KPMG falls short in attempt to keep incumbent DLA contract

DLA headquarters at Fort Belvoir, Virginia.

DLA headquarters at Fort Belvoir, Virginia. Courtesy of DLA

The Defense Logistics Agency gets formal backing of its choice to set aside a financial support contract for service-disabled, veteran-owned small businesses after an incumbent's protest against that move.

Just because you disagree with an agency’s decision doesn’t mean that you have grounds for a protest.

That’s one of the key takeaways from this Government Accountability Office decision to deny KPMG's allegation that the Defense Logistics Agency erred in setting aside a contract for service-disabled, veteran owned small businesses.

KPMG is the incumbent on the contract to provide financial improvement and audit readiness services to DLA.

DLA made this latest version of the contract a series of five-year blanket purchase agreements for services such as program management, business process improvement and audit sustainment initiatives.

KPMG claimed decision to make the BPAs set-aside contracts was flawed because the agency’s market research didn’t reflect the “complexities of the agency’s requirements.” The company claims the agency didn’t assess whether there were enough service-disabled, veteran-owned small businesses that could provide the needed services.

DLA countered that KPMG’s objections were merely a business disagreement with the agency’s judgement.

But the agency also shared its market research: the request for information went to 278 small businesses. Nine companies responded and submitted capability statements. Of those nine, DLA determined that four could provide the needed services.

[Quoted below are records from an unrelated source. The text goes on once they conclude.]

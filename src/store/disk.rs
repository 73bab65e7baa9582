//! On-disk cache storage
//!
//! Layout under the storage root:
//!
//! ```text
//! <root>/<store-name>/<entry-hash>.entry  one file per entry
//! <root>/.staging-<uuid>/                 batch writes before they are published
//! ```
//!
//! The entry hash is the SHA-256 of the request key. An entry file holds a
//! 4-byte big-endian metadata length, the JSON metadata (key, status,
//! headers) and then the raw body. Every entry is published with a single
//! rename, so concurrent writers of one key never mix their halves: the
//! last rename wins.

use crate::error::{SwcacheError, SwcacheResult};
use crate::http::{Headers, RequestKey, Response};
use crate::store::CacheStorage;
use crate::version::validate_store_name;
use async_trait::async_trait;
use bytes::Bytes;
use chrono::{DateTime, Utc};
use serde::{Deserialize, Serialize};
use sha2::{Digest, Sha256};
use std::collections::HashMap;
use std::path::{Path, PathBuf};
use tokio::fs;
use tracing::{debug, warn};
use uuid::Uuid;

const ENTRY_EXT: &str = "entry";
const STAGING_PREFIX: &str = ".staging-";
const LEN_PREFIX: usize = 4;

/// Metadata stored ahead of each body
#[derive(Debug, Clone, Serialize, Deserialize)]
struct EntryMeta {
    key: RequestKey,
    status: u16,
    status_text: String,
    headers: Headers,
    opaque: bool,
    stored_at: DateTime<Utc>,
}

/// Cache storage backed by a directory tree
#[derive(Debug, Clone)]
pub struct DiskStorage {
    root: PathBuf,
}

The agency also concluded that they would likely get more responses to the solicitation than the RFI. DLA was right about that: 11 companies responded to the solicitation.

KPMG filed its protest on Dec. 3, before proposals were due on Jan. 6. GAO has denied the challenge and that lets DLA move forward with its awards. Awards are expected later this spring.

Key takeaway number two is more of a reminder of advice we hear all the time: respond to those RFIs and sources sought notices. If DLA had not gotten the response that it did, the agency would not have competed this as a set-aside.